Placements / Marchés

Donald Trump a décidé de remettre en place les sanctions économiques contre l’Iran. Ce pays est un gros producteur de pétrole. D’ici 180 jours, ses relations commerciales avec les autres pays vont connaître un nouvel arrêt, et en prévision de cette annonce, le cours du pétrole a déjà enregistré une hausse. Ces décisions intempestives du président américain sont un facteur d’incertitude pour les marchés financiers. Doit-on alors se couvrir en achetant de l’or ? Un article de Money Store, le blog d'Isabelle de Laminne.

Mais avant de se tourner vers ce placement analysons son évolution dans le temps. Peut-on dire que l’or a été, sur le long terme, un investissement qui a surperformé les autres classes d’actifs ? Peut-on parier sur son évolution ? Le Crédit Suisse analyse les performances des actifs en portefeuille sur de très longues périodes. Sur base de ces études, on constate qu’entre 1900 et 2017, ce sont les actions mondiales qui ont le mieux performé parmi toutes les classes d’actifs et que l’or se situe en queue de peloton. Le métal jaune ne semble donc pas être une classe d’actifs à privilégier à long terme dans les portefeuilles. « Durant les périodes très chahutées en bourse, l’or surperforme les autres classes d’actifs mais les retours peuvent aussi être effrayants », constate Frank Vranken, Stratégiste chez Puilaetco Dewaay Private Bankers.

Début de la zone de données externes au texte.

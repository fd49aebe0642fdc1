//! Error types for analyst-agent operations.
//!
//! Defines error types for the major subsystems:
//! - LLM API interactions
//! - Code generation output hygiene
//!
//! Sandbox failures are deliberately not an error type: the sandbox always
//! resolves to a [`crate::sandbox::SandboxResult`] so that launch errors,
//! timeouts and non-zero exits all flow through the same retry path.
//! Configuration errors live in [`crate::pipeline::config`].

use thiserror::Error;

/// Errors that can occur during LLM operations.
#[derive(Debug, Error)]
pub enum LlmError {
    #[error("HTTP request failed: {0}")]
    RequestFailed(String),

    #[error("Failed to parse LLM response: {0}")]
    ParseError(String),

    #[error("API error ({code}): {message}")]
    ApiError { code: u16, message: String },

    #[error("Generation returned no content")]
    EmptyResponse,

    #[error("LLM call exceeded its {0:?} budget")]
    Timeout(std::time::Duration),
}

/// Errors that can occur while turning a generation task into runnable code.
///
/// All variants are retryable from the orchestrator's point of view.
#[derive(Debug, Error)]
pub enum CodeGenError {
    #[error("Generator returned an empty response")]
    Empty,

    #[error("Generator returned the placeholder stub script")]
    StubOutput,

    #[error("LLM error: {0}")]
    Llm(#[from] LlmError),
}
//! Expected-output-format extraction and placeholder fallback.
//!
//! Once per request the pipeline asks the text generator what shape the
//! final answer should have. The resulting template is used only as a
//! last resort: when the deadline is exhausted or every attempt failed,
//! the template is populated with canonical typed placeholders and
//! returned instead of a hard error.

use std::time::Duration;

use serde_json::{json, Map, Value};
use tracing::debug;

use crate::extract;
use crate::llm::Generator;

const FORMAT_PROMPT_HEADER: &str = r#"Analyze the following questions and determine the EXACT JSON output format that is expected.
Identify:
- Whether output is an object or array
- Field names and their primitive / nested data types
- Repeated record structure (arrays of objects)

Return a JSON TEMPLATE using DEFAULT TYPED PLACEHOLDERS:
- string -> "default"
- integer/float -> 0 (use 0 for all numerics)
- boolean -> false
- null / unknown -> "default"
- array -> one representative element only
- object -> include all keys with placeholder values recursively

Examples:
- "JSON object with name and age" => {"name": "default", "age": 0}
- "Array of objects with id and value" => [{"id": 0, "value": "default"}]

QUESTIONS:
"#;

const FORMAT_PROMPT_FOOTER: &str = r#"

Respond with ONLY the JSON template (no explanation). If the format cannot be determined, respond with {"result": "default"}."#;

/// Derives the expected answer shape from the questions text.
pub struct FormatExtractor {
    generator: Generator,
}

impl FormatExtractor {
    /// Creates an extractor backed by the given generator.
    pub fn new(generator: Generator) -> Self {
        Self { generator }
    }

    /// Asks the text generator for a format template, bounded by `timeout`.
    ///
    /// Returns `None` on generator failure, timeout, or an unparseable
    /// response; never errors. Decorative code fences around the response
    /// are tolerated.
    pub async fn extract(&self, questions_txt: &str, timeout: Duration) -> Option<Value> {
        let prompt = format!("{FORMAT_PROMPT_HEADER}{questions_txt}{FORMAT_PROMPT_FOOTER}");

        let response = match self.generator.generate_text(&prompt, timeout).await {
            Ok(response) => response,
            Err(e) => {
                debug!("Format extraction unavailable: {e}");
                return None;
            }
        };

        let template = extract::extract_json_value(&response);
        if template.is_none() {
            debug!("Format response did not contain parseable JSON");
        }
        template
    }
}

/// Populates a format template with canonical typed placeholders.
///
/// Without a template this returns the fixed timeout sentinel object.
/// Otherwise every leaf is rewritten to its placeholder, arrays collapse
/// to a single representative (recursively defaulted) element, and all
/// object keys are preserved. Pure and deterministic.
pub fn populate_with_fallback(template: Option<&Value>) -> Value {
    match template {
        None => json!({"error": "timeout", "result": "default"}),
        Some(value) => fill(value),
    }
}

fn fill(value: &Value) -> Value {
    match value {
        Value::Object(fields) => {
            let mut out = Map::with_capacity(fields.len());
            for (key, field) in fields {
                out.insert(key.clone(), fill(field));
            }
            Value::Object(out)
        }
        Value::Array(items) => match items.first() {
            Some(first) => Value::Array(vec![fill(first)]),
            None => Value::Array(Vec::new()),
        },
        leaf => placeholder_for(leaf),
    }
}

/// Canonical placeholder for a scalar leaf.
fn placeholder_for(value: &Value) -> Value {
    match value {
        Value::Bool(_) => Value::Bool(false),
        Value::Number(_) => json!(0),
        _ => Value::String("default".to_string()),
    }
}

#[cfg(test)]
mod tests {
    use super::*;

    #[test]
    fn test_fallback_without_template() {
        let value = populate_with_fallback(None);
        assert_eq!(value, json!({"error": "timeout", "result": "default"}));
    }

    #[test]
    fn test_leaves_become_placeholders() {
        let template = json!({"name": "Alice", "age": 42, "active": true, "note": null});
        let value = populate_with_fallback(Some(&template));
        assert_eq!(
            value,
            json!({"name": "default", "age": 0, "active": false, "note": "default"})
        );
    }

    #[test]
    fn test_arrays_collapse_to_one_element() {
        let template = json!([{"id": 7, "label": "x"}, {"id": 8, "label": "y"}]);
        let value = populate_with_fallback(Some(&template));
        assert_eq!(value, json!([{"id": 0, "label": "default"}]));
    }

    #[test]
    fn test_empty_array_stays_empty() {
        let template = json!({"rows": []});
        assert_eq!(
            populate_with_fallback(Some(&template)),
            json!({"rows": []})
        );
    }

    #[test]
    fn test_nested_structure_preserved() {
        let template = json!({"summary": {"total": 12.5, "items": [{"n": 1}]}});
        assert_eq!(
            populate_with_fallback(Some(&template)),
            json!({"summary": {"total": 0, "items": [{"n": 0}]}})
        );
    }

    #[test]
    fn test_idempotent_over_placeholder_values() {
        let template = json!([{"id": 3, "tags": ["a", "b"]}]);
        let once = populate_with_fallback(Some(&template));
        let twice = populate_with_fallback(Some(&once));
        assert_eq!(once, twice);
    }

    #[test]
    fn test_deterministic_output() {
        let template = json!({"b": 1, "a": "x", "c": [true, false, true]});
        let first = populate_with_fallback(Some(&template));
        let second = populate_with_fallback(Some(&template));
        assert_eq!(first, second);
        assert_eq!(first, json!({"b": 0, "a": "default", "c": [false]}));
    }
}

L’assurance contre les chocs boursiers a donc un prix : une volatilité importante et un rendement faible sur le long terme. Les investisseurs ont souvent tendance à oublier l’aspect volatilité par rapport au rendement et ne réalisent pas toujours à quel point le cours de l’once d’or peut fortement varier. Un investissement dans ce métal précieux n’est donc pas un long fleuve tranquille. « Le rapport entre la volatilité des actions mondiales (VIX) et la volatilité de l’or est proche de 1. Cela signifie que les volatilités des actions et de l’or sont quasi équivalentes. Il y a même eu des périodes où la volatilité de l’or a dépassé celle des actions, comme en 2013 par exemple. Il y a eu aussi des périodes où la volatilité de l’or a suivie celle des actions vers des niveaux records, comme en 2011 », note Frank Vranken.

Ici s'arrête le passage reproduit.